"""
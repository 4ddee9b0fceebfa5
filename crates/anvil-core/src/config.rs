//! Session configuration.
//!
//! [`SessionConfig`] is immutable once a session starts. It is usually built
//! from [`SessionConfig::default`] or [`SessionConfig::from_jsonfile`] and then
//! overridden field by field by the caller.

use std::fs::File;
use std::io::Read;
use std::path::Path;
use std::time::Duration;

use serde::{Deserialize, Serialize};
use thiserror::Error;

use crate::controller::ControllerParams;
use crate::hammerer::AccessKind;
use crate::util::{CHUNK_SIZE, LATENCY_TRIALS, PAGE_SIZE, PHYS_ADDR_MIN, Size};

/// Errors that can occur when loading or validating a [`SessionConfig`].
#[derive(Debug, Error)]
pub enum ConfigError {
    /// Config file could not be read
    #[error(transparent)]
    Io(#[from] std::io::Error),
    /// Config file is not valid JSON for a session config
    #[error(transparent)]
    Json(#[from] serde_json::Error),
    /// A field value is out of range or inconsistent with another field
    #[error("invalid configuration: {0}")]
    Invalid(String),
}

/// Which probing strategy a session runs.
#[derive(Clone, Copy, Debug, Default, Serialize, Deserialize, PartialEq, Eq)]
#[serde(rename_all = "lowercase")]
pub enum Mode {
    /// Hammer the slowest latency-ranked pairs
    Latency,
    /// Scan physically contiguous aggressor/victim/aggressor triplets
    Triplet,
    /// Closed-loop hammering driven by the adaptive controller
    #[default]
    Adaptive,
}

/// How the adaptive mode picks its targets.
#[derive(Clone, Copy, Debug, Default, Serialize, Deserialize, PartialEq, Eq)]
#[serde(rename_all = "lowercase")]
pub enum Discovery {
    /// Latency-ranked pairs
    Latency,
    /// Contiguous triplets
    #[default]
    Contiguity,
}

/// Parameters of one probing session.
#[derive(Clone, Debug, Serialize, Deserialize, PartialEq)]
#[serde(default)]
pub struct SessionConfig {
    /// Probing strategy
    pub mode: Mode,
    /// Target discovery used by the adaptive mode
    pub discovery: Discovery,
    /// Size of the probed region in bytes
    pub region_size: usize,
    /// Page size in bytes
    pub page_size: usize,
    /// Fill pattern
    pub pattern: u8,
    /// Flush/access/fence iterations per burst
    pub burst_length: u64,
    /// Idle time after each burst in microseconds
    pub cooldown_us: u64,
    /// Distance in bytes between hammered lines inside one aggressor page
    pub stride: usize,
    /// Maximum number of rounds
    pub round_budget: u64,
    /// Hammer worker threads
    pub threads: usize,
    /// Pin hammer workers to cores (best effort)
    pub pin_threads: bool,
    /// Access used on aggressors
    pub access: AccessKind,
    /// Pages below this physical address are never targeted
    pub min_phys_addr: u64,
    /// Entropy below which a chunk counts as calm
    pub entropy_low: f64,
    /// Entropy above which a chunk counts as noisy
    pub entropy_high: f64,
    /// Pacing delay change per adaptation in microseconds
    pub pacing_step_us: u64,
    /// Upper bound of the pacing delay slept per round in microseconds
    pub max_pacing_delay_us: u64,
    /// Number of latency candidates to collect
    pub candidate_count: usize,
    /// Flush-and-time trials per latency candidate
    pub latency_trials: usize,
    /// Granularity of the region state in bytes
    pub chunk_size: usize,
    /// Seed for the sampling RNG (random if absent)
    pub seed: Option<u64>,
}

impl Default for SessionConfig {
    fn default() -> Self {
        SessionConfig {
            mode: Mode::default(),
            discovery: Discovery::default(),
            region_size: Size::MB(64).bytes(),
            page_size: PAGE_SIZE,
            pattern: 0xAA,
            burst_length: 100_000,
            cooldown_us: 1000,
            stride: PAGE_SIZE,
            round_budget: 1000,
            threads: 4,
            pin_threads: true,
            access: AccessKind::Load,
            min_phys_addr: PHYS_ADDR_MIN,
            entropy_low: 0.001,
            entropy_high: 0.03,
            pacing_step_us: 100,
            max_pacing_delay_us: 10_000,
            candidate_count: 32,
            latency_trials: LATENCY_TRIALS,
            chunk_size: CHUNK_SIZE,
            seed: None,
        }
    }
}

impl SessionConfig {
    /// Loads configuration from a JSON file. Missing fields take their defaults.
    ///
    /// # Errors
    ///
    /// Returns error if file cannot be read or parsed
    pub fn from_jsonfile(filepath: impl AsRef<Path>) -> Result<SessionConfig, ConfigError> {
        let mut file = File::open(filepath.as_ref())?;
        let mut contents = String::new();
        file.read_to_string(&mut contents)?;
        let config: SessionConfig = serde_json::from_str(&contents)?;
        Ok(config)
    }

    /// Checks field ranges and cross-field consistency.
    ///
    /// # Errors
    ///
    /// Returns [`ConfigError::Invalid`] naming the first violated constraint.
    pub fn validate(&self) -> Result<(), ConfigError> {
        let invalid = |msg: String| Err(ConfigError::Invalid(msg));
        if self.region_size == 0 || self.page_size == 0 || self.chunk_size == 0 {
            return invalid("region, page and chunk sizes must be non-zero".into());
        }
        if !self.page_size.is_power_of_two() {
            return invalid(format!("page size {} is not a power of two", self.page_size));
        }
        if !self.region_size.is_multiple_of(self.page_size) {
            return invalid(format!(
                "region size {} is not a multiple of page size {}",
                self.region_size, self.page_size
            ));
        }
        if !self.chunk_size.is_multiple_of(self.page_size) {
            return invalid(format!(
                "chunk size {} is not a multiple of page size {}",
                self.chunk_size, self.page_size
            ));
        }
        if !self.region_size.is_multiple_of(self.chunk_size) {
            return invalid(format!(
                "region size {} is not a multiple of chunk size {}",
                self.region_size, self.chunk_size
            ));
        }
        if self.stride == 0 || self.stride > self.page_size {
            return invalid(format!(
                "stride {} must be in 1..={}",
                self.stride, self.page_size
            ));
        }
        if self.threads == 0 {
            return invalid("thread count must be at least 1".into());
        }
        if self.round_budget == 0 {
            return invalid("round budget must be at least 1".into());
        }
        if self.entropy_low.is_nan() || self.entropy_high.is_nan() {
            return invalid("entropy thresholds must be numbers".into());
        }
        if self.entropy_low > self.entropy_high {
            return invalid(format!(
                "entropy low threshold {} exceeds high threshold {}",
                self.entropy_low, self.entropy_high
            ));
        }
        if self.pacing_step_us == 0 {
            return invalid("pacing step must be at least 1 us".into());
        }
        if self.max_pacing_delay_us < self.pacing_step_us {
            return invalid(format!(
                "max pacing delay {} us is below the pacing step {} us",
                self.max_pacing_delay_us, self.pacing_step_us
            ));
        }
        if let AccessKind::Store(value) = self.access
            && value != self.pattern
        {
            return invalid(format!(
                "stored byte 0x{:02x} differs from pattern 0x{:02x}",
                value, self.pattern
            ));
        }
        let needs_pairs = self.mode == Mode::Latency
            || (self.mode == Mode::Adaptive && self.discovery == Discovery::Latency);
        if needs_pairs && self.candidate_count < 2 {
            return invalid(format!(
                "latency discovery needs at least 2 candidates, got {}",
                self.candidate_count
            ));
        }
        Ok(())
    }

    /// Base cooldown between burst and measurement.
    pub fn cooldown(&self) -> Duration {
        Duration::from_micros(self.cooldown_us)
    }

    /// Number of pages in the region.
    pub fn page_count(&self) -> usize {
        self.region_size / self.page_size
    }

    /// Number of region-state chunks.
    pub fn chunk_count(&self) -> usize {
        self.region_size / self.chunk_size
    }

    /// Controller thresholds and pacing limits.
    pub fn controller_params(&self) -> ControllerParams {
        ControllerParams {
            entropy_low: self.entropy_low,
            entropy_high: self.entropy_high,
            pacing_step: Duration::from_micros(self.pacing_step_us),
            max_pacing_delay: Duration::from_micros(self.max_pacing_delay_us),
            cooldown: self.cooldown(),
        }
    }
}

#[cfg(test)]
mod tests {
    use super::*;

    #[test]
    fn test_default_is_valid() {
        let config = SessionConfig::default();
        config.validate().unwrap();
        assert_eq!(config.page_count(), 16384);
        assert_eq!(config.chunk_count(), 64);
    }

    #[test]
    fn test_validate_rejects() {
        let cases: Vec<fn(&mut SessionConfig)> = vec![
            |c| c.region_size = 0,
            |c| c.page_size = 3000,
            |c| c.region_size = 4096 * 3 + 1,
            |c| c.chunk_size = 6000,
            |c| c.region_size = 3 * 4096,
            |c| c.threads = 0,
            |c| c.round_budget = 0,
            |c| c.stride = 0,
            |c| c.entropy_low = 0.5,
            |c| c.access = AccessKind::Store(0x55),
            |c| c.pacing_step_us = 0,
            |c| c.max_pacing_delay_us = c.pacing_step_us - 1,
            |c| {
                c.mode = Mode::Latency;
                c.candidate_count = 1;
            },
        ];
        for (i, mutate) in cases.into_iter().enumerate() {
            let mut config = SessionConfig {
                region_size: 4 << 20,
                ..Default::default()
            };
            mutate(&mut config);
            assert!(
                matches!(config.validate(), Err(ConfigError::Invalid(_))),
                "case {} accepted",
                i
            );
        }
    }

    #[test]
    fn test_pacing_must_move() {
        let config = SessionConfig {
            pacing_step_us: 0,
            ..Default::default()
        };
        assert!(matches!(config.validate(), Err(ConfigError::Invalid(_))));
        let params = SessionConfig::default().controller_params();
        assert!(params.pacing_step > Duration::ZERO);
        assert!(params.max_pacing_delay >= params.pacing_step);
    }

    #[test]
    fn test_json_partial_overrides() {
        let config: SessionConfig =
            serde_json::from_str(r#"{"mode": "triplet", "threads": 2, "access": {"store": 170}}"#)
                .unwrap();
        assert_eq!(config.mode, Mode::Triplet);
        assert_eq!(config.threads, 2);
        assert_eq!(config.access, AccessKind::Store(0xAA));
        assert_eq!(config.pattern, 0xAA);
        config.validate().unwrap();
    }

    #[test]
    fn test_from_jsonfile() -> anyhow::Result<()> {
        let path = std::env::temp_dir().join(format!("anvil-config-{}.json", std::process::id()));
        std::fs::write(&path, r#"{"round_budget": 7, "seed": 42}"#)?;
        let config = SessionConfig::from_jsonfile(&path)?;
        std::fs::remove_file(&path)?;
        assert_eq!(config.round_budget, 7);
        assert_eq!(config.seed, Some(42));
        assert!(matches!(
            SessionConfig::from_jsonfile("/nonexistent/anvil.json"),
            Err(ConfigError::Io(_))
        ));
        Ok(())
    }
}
"""
"""
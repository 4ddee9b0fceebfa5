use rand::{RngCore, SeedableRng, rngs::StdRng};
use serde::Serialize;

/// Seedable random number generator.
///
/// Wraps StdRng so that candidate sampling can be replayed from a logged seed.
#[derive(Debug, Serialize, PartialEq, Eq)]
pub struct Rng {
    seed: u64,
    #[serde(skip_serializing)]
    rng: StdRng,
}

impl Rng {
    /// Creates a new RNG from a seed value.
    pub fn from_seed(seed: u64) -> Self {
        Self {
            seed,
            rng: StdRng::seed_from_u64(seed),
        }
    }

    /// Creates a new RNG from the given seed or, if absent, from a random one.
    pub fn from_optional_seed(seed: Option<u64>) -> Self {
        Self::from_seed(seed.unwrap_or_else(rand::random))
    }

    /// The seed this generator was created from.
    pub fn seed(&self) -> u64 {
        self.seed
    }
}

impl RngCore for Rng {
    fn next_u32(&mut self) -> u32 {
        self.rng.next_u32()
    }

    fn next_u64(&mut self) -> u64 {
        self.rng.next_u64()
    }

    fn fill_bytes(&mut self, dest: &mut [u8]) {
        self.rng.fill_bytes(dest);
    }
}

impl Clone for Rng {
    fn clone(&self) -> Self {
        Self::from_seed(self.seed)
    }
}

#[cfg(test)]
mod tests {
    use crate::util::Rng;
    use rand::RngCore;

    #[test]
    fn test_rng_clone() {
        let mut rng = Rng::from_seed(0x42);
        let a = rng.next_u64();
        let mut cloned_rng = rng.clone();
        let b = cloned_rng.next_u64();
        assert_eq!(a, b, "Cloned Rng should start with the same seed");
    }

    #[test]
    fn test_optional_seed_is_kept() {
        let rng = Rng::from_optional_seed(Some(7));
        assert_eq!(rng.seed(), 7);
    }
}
"""
Look above for the line that contains "use std::io::Read;". Starting there, transcribe every line exactly until you have copied the line that contains "pub enum Mode".

use std::io::Read;
use std::path::Path;
use std::time::Duration;

use serde::{Deserialize, Serialize};
use thiserror::Error;

use crate::controller::ControllerParams;
use crate::hammerer::AccessKind;
use crate::util::{CHUNK_SIZE, LATENCY_TRIALS, PAGE_SIZE, PHYS_ADDR_MIN, Size};

/// Errors that can occur when loading or validating a [`SessionConfig`].
#[derive(Debug, Error)]
pub enum ConfigError {
    /// Config file could not be read
    #[error(transparent)]
    Io(#[from] std::io::Error),
    /// Config file is not valid JSON for a session config
    #[error(transparent)]
    Json(#[from] serde_json::Error),
    /// A field value is out of range or inconsistent with another field
    #[error("invalid configuration: {0}")]
    Invalid(String),
}

/// Which probing strategy a session runs.
#[derive(Clone, Copy, Debug, Default, Serialize, Deserialize, PartialEq, Eq)]
#[serde(rename_all = "lowercase")]
pub enum Mode {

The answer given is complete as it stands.